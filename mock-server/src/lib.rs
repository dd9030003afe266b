//! Stand-in for the text analysis service.
//!
//! Accepts the same calling convention as the real API (form-encoded POST,
//! credential headers, JSON replies) and answers with canned documents
//! shaped like the service's. Every request that gets past routing is
//! recorded so tests can inspect what a client actually sent.

use std::{collections::HashMap, sync::Arc};

use axum::{
    extract::{Path, State},
    http::{HeaderMap, StatusCode},
    response::{IntoResponse, Response},
    routing::post,
    Form, Json, Router,
};
use serde::Serialize;
use serde_json::{json, Value};
use tokio::{net::TcpListener, sync::RwLock};

pub const APPLICATION_ID_HEADER: &str = "x-aylien-textapi-application-id";
pub const APPLICATION_KEY_HEADER: &str = "x-aylien-textapi-application-key";

/// Largest `count` the related endpoint honours.
pub const MAX_RELATED: usize = 100;

pub const OPERATIONS: [&str; 9] = [
    "extract", "classify", "concepts", "entities", "hashtags", "language", "related", "sentiment",
    "summarize",
];

/// One request as seen by the server.
#[derive(Clone, Debug, Serialize)]
pub struct RecordedRequest {
    pub operation: String,
    pub application_id: Option<String>,
    pub application_key: Option<String>,
    pub accept: Option<String>,
    pub fields: HashMap<String, String>,
}

pub type Recorder = Arc<RwLock<Vec<RecordedRequest>>>;

pub fn app() -> Router {
    app_with_recorder(Recorder::default())
}

pub fn app_with_recorder(recorder: Recorder) -> Router {
    Router::new()
        .route("/api/v1/{operation}", post(analyze))
        .with_state(recorder)
}

pub async fn run(listener: TcpListener) -> Result<(), std::io::Error> {
    axum::serve(listener, app()).await
}

pub async fn run_with_recorder(listener: TcpListener, recorder: Recorder) -> Result<(), std::io::Error> {
    axum::serve(listener, app_with_recorder(recorder)).await
}

fn header(headers: &HeaderMap, name: &str) -> Option<String> {
    headers
        .get(name)
        .and_then(|v| v.to_str().ok())
        .map(str::to_string)
}

async fn analyze(
    State(recorder): State<Recorder>,
    Path(operation): Path<String>,
    headers: HeaderMap,
    Form(fields): Form<HashMap<String, String>>,
) -> Response {
    if !OPERATIONS.contains(&operation.as_str()) {
        return StatusCode::NOT_FOUND.into_response();
    }

    let recorded = RecordedRequest {
        operation: operation.clone(),
        application_id: header(&headers, APPLICATION_ID_HEADER),
        application_key: header(&headers, APPLICATION_KEY_HEADER),
        accept: header(&headers, "accept"),
        fields,
    };
    recorder.write().await.push(recorded.clone());
    tracing::info!(operation = %operation, fields = recorded.fields.len(), "request");

    let authenticated = [&recorded.application_id, &recorded.application_key]
        .iter()
        .all(|v| v.as_deref().is_some_and(|s| !s.is_empty()));
    if !authenticated {
        return (StatusCode::FORBIDDEN, "Authentication parameters missing").into_response();
    }

    if let Some(url) = recorded.fields.get("url") {
        if !(url.starts_with("http://") || url.starts_with("https://")) {
            return (
                StatusCode::BAD_REQUEST,
                r#"{"error" : "requirement failed: provided url is not valid."}"#,
            )
                .into_response();
        }
    }

    Json(canned(&operation, &recorded.fields)).into_response()
}

/// Response document for `operation`, echoing the analyzed input.
pub fn canned(operation: &str, fields: &HashMap<String, String>) -> Value {
    let text = fields.get("text").cloned().unwrap_or_default();
    let language = fields
        .get("language")
        .filter(|l| l.as_str() != "auto")
        .cloned()
        .unwrap_or_else(|| "en".to_string());

    match operation {
        "extract" => {
            let image = if fields.get("best_image").is_some_and(|v| v == "true") {
                "http://example.com/best.jpg"
            } else {
                ""
            };
            json!({
                "title": "Mock article",
                "article": "Body of the mock article.",
                "image": image,
                "author": "Jane Doe",
                "videos": [],
                "feeds": [],
            })
        }
        "classify" => json!({
            "text": text,
            "language": language,
            "categories": [{ "label": "sport - soccer", "code": "15054000", "confidence": 1.0 }],
        }),
        "concepts" => json!({
            "text": text,
            "language": language,
            "concepts": {
                "http://dbpedia.org/resource/Apple_Inc.": {
                    "surfaceForms": [{ "string": "Apple", "score": 0.99, "offset": 0 }],
                    "types": ["http://schema.org/Organization"],
                    "support": 1000
                }
            },
        }),
        "entities" => json!({
            "text": text,
            "entities": { "person": ["Barack Obama"], "location": ["Hawaii"] },
        }),
        "hashtags" => json!({
            "text": text,
            "language": language,
            "hashtags": ["#Mock", "#TextAnalysis"],
        }),
        "language" => json!({
            "text": text,
            "lang": language,
            "confidence": 0.99,
        }),
        "related" => {
            let count = fields
                .get("count")
                .and_then(|c| c.parse::<usize>().ok())
                .unwrap_or(2)
                .min(MAX_RELATED);
            let related: Vec<Value> = (0..count)
                .map(|i| json!({ "phrase": format!("related {i}"), "distance": 0.1 * (i + 1) as f64 }))
                .collect();
            json!({ "phrase": fields.get("phrase").cloned().unwrap_or_default(), "related": related })
        }
        "sentiment" => json!({
            "text": text,
            "subjectivity": "subjective",
            "subjectivity_confidence": 0.9,
            "polarity": "positive",
            "polarity_confidence": 0.8,
        }),
        "summarize" => json!({
            "text": text,
            "sentences": ["First key sentence.", "Second key sentence."],
        }),
        _ => json!({}),
    }
}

──────────

→ Work task:
Go through the material above and return each line that holds the word "hashtags".

→ Result of this exercise:
    "extract", "classify", "concepts", "entities", "hashtags", "language", "related", "sentiment",
        "hashtags" => json!({
            "hashtags": ["#Mock", "#TextAnalysis"],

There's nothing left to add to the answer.